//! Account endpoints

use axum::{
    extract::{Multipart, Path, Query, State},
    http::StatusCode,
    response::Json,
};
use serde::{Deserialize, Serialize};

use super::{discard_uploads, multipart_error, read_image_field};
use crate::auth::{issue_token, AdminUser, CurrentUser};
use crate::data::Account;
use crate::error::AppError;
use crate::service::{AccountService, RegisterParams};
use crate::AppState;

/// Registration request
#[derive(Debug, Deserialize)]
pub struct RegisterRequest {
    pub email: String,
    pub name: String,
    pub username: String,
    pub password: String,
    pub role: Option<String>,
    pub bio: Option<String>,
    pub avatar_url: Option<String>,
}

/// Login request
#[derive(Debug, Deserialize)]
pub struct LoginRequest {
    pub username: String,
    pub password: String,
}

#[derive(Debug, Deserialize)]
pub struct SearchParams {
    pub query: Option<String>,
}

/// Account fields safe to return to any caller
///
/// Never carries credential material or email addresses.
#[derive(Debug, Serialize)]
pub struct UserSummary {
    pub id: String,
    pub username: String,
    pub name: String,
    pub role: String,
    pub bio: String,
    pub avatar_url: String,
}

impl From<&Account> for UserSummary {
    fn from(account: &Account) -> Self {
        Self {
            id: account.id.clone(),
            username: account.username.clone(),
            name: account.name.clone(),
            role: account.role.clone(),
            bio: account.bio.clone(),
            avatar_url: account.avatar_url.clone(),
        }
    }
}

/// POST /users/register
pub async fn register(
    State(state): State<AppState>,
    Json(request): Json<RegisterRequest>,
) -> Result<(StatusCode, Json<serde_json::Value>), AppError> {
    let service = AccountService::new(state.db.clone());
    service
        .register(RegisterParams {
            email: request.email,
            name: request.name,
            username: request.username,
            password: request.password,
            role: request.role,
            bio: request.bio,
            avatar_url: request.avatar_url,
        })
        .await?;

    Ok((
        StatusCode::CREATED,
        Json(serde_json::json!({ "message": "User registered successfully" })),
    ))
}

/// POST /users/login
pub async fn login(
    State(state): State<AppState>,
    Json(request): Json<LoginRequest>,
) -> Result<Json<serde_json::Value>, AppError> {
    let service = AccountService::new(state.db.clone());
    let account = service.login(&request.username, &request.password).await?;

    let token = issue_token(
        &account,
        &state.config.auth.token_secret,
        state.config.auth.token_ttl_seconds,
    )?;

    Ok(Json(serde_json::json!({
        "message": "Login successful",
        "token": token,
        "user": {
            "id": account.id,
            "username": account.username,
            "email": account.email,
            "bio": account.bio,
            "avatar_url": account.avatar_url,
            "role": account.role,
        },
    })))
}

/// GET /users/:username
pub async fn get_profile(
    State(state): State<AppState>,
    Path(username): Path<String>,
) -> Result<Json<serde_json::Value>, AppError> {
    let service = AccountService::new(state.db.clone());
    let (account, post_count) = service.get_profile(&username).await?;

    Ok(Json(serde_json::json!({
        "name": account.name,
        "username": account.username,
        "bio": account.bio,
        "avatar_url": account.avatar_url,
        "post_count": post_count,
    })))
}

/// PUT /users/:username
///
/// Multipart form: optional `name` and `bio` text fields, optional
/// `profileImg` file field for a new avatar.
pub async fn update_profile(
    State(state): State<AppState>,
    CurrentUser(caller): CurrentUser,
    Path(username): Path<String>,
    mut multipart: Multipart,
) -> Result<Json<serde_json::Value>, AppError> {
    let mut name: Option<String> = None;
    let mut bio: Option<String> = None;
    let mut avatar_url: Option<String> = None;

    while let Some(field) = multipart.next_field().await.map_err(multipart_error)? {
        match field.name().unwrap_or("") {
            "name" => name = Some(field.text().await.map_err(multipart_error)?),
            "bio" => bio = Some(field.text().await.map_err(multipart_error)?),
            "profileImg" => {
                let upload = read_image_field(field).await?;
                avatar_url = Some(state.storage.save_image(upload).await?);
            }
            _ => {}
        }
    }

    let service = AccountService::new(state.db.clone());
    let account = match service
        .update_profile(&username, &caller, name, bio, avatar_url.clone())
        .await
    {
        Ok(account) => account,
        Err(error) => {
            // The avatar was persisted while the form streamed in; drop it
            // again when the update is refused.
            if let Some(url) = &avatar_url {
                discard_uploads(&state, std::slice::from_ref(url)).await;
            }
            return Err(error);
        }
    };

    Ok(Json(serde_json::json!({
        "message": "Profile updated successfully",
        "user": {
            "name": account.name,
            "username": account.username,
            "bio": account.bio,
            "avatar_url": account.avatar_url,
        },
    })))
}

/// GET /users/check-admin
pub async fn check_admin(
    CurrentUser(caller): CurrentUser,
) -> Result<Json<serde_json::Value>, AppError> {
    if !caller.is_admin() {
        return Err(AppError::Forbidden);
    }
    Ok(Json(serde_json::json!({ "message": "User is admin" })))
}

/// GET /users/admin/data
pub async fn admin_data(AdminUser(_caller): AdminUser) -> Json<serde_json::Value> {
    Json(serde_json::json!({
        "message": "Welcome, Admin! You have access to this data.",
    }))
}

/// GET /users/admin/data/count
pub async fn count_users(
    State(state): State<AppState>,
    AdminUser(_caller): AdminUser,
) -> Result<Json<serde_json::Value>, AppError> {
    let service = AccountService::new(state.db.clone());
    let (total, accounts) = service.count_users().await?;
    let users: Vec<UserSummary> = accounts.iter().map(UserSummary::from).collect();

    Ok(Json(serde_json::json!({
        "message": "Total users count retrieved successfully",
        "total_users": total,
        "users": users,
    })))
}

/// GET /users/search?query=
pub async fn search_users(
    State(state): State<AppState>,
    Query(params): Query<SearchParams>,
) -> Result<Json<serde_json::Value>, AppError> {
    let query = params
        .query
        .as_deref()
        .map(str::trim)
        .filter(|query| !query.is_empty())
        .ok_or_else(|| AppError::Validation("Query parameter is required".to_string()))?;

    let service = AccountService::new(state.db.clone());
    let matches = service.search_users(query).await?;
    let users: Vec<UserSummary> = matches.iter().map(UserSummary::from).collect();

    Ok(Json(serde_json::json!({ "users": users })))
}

****************************************

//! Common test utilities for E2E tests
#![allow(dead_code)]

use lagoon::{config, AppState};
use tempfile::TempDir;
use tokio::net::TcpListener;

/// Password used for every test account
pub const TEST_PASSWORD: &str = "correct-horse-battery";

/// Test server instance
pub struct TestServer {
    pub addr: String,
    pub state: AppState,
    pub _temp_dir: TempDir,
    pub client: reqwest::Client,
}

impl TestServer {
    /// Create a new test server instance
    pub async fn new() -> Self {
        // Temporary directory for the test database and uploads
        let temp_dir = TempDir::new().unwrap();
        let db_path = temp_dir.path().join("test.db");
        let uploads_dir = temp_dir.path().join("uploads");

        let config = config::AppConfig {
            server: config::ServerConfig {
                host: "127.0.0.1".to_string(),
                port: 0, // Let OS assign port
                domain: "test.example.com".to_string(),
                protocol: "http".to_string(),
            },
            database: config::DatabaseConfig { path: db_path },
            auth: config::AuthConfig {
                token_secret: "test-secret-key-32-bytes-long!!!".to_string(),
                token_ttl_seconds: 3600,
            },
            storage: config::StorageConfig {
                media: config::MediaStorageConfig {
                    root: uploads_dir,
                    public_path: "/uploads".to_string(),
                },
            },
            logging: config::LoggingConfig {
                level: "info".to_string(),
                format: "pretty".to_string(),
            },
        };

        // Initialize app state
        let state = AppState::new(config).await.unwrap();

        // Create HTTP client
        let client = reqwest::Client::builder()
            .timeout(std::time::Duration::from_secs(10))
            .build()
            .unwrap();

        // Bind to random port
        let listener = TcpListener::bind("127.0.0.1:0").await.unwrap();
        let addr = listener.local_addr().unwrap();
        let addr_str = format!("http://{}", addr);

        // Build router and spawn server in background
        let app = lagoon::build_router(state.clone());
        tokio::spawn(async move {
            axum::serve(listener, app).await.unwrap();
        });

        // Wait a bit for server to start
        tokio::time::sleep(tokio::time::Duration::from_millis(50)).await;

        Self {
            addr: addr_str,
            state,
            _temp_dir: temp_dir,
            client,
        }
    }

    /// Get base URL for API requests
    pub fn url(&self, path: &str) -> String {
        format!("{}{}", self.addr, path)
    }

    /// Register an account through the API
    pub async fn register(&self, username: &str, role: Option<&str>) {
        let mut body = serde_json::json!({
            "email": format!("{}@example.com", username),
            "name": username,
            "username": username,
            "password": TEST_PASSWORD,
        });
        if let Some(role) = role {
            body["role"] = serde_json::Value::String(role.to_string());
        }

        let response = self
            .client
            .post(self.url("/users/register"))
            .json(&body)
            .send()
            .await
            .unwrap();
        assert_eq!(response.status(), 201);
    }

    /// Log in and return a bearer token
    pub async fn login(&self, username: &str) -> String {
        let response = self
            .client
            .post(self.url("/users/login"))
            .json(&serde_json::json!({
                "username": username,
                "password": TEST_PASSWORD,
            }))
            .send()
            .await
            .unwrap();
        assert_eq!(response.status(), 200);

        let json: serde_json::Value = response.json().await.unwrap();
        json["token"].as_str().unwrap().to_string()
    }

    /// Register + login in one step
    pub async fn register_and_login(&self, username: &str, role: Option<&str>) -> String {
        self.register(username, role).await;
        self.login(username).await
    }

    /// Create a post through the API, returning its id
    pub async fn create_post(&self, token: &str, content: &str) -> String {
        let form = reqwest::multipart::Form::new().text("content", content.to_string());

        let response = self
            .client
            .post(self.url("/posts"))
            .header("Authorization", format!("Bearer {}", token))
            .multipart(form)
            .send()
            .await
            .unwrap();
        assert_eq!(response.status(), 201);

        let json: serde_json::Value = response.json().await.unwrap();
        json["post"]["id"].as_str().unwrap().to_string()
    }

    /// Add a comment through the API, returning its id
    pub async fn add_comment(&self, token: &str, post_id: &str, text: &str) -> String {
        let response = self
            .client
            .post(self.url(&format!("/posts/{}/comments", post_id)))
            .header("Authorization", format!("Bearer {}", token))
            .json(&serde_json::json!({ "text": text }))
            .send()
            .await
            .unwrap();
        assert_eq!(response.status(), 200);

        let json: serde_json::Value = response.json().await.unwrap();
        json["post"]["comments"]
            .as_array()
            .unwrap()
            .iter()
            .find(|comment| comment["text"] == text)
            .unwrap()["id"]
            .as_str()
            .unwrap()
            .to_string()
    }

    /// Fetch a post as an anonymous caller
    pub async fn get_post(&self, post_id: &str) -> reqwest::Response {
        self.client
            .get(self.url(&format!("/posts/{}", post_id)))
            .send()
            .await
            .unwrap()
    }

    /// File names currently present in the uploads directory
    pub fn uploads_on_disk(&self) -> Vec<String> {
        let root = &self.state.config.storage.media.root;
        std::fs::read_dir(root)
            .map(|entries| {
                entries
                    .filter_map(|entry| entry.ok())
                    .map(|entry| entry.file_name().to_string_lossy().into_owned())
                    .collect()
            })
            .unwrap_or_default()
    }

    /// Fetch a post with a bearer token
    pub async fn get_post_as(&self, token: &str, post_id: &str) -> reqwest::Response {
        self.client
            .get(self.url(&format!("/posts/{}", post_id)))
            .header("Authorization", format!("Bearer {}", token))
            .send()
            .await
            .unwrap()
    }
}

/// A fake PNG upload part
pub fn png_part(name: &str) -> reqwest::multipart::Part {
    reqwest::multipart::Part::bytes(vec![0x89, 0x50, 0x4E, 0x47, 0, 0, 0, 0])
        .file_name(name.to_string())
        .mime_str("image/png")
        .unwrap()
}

****************************************

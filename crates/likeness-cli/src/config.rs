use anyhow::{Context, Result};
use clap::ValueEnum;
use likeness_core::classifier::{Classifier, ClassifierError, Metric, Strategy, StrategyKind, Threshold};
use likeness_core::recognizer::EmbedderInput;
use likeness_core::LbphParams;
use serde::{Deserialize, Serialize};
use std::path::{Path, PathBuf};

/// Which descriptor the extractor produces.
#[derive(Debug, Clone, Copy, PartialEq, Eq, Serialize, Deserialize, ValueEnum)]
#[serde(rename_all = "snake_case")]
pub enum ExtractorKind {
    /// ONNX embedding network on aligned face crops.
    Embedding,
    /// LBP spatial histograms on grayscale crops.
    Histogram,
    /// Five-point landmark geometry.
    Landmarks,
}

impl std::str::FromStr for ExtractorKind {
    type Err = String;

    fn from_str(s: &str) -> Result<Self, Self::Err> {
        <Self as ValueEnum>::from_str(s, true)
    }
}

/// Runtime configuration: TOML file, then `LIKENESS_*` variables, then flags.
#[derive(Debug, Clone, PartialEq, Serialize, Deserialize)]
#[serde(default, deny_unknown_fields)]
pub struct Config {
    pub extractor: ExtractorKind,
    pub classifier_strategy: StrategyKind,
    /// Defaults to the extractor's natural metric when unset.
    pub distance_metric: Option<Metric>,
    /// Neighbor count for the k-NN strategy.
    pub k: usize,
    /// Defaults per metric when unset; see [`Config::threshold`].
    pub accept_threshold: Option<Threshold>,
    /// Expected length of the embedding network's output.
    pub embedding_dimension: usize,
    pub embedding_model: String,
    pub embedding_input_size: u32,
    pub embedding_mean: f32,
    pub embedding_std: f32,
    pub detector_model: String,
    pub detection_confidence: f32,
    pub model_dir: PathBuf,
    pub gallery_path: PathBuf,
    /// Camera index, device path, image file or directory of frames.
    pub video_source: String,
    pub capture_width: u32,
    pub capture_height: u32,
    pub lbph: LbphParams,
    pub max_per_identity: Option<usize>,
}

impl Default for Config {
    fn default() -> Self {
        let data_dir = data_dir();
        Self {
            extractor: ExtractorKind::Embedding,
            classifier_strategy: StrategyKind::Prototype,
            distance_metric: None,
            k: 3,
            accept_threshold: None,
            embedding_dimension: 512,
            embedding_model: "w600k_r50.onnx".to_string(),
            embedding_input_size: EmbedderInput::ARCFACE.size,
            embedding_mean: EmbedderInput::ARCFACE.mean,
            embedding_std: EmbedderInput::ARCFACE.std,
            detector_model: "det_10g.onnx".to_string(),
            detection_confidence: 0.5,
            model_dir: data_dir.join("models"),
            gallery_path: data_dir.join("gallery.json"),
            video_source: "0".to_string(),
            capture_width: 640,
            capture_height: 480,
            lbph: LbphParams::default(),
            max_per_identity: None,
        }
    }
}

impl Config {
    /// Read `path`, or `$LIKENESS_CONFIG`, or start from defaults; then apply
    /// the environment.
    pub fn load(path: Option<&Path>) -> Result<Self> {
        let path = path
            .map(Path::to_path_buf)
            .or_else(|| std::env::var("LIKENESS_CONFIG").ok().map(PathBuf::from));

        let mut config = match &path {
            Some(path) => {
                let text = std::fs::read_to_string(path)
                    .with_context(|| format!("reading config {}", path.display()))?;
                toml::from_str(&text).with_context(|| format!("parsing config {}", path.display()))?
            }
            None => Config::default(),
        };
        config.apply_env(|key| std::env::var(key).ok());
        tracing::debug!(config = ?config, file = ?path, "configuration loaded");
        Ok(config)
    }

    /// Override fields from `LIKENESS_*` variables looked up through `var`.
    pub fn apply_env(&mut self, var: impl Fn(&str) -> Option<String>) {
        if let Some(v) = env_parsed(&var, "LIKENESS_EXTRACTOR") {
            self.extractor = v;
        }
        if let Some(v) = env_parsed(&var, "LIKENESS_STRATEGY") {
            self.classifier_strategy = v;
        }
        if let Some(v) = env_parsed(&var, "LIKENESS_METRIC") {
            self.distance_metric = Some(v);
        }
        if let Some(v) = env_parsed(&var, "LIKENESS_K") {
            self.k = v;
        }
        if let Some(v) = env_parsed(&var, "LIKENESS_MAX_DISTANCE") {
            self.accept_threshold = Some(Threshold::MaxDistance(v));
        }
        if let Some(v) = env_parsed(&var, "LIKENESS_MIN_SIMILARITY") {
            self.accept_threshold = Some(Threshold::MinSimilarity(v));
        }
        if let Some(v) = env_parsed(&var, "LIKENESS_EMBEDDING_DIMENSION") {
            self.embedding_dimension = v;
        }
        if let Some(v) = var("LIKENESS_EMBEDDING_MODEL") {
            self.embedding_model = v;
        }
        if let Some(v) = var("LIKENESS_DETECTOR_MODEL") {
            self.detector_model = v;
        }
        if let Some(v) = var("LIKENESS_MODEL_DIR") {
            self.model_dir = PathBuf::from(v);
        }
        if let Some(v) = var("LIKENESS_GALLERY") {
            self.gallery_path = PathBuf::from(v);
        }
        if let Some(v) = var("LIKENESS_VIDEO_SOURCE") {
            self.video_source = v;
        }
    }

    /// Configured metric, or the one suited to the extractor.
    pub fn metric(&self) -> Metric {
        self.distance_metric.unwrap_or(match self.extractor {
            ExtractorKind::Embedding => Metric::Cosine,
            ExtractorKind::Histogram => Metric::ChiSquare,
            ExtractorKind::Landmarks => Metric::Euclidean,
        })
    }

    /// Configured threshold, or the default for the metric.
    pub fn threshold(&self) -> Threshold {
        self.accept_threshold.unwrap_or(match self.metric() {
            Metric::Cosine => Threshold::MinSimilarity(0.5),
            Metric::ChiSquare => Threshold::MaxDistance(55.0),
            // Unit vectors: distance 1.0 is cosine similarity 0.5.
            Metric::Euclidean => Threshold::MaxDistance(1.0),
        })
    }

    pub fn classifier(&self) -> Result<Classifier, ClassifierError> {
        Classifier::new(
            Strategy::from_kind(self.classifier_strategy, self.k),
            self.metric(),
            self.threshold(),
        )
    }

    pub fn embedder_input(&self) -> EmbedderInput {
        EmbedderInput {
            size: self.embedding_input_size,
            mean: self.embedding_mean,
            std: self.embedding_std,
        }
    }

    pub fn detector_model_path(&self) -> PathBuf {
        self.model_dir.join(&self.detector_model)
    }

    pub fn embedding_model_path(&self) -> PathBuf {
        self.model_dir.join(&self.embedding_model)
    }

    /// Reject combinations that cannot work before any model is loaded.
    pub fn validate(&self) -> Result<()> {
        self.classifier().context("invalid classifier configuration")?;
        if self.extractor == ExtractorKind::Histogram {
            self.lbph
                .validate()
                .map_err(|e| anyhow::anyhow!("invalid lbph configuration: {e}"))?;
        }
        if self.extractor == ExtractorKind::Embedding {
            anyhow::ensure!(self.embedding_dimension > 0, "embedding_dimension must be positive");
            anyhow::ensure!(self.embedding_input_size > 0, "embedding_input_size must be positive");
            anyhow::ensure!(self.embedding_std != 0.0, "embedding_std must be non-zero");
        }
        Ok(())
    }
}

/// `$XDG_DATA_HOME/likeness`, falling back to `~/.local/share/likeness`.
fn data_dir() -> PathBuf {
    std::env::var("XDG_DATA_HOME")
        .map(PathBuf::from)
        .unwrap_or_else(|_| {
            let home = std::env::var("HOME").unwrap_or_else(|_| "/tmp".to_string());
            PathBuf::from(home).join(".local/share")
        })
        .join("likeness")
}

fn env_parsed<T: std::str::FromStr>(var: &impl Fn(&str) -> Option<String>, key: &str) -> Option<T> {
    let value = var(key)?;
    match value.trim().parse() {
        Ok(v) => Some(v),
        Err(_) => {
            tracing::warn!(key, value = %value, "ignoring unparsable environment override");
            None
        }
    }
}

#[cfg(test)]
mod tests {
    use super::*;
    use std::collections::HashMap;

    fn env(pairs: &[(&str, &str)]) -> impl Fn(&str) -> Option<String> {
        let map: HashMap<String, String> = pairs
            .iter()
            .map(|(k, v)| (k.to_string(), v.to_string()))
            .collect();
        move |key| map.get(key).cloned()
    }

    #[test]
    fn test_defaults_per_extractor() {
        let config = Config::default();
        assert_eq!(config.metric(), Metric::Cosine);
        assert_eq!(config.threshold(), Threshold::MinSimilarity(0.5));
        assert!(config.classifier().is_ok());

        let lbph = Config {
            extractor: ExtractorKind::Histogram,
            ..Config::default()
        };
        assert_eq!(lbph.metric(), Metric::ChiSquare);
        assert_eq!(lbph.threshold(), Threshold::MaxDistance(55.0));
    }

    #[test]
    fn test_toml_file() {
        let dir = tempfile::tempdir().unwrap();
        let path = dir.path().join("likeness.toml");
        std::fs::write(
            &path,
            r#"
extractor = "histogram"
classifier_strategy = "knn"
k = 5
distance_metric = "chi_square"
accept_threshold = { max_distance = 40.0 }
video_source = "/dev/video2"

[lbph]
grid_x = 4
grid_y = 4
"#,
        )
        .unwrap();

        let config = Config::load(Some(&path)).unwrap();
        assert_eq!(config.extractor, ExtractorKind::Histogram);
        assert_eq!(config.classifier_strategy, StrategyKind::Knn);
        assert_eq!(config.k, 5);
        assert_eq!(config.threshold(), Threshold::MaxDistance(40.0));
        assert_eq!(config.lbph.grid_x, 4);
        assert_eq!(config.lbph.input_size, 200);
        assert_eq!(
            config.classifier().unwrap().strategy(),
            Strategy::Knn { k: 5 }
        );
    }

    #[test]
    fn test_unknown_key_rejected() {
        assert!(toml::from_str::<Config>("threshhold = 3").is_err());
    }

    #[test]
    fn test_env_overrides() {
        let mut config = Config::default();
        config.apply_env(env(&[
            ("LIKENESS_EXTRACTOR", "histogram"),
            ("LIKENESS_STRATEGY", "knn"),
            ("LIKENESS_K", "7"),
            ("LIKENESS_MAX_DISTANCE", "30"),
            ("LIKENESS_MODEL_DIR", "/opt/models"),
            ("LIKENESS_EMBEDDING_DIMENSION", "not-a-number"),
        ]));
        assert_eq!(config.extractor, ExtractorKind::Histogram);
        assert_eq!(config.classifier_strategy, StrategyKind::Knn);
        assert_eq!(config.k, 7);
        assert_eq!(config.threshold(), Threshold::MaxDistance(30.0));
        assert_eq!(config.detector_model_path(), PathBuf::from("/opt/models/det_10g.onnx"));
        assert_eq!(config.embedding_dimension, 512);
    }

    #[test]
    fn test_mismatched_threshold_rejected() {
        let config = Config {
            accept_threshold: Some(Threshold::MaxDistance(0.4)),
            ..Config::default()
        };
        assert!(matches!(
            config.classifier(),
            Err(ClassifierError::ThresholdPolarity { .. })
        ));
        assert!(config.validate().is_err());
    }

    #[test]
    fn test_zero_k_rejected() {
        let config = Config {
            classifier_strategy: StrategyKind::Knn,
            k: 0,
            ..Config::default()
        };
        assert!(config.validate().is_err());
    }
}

****************************************

# Activity
Calculate the number of lines above that include the word "models", giving that number by itself.

# Answer to this task
3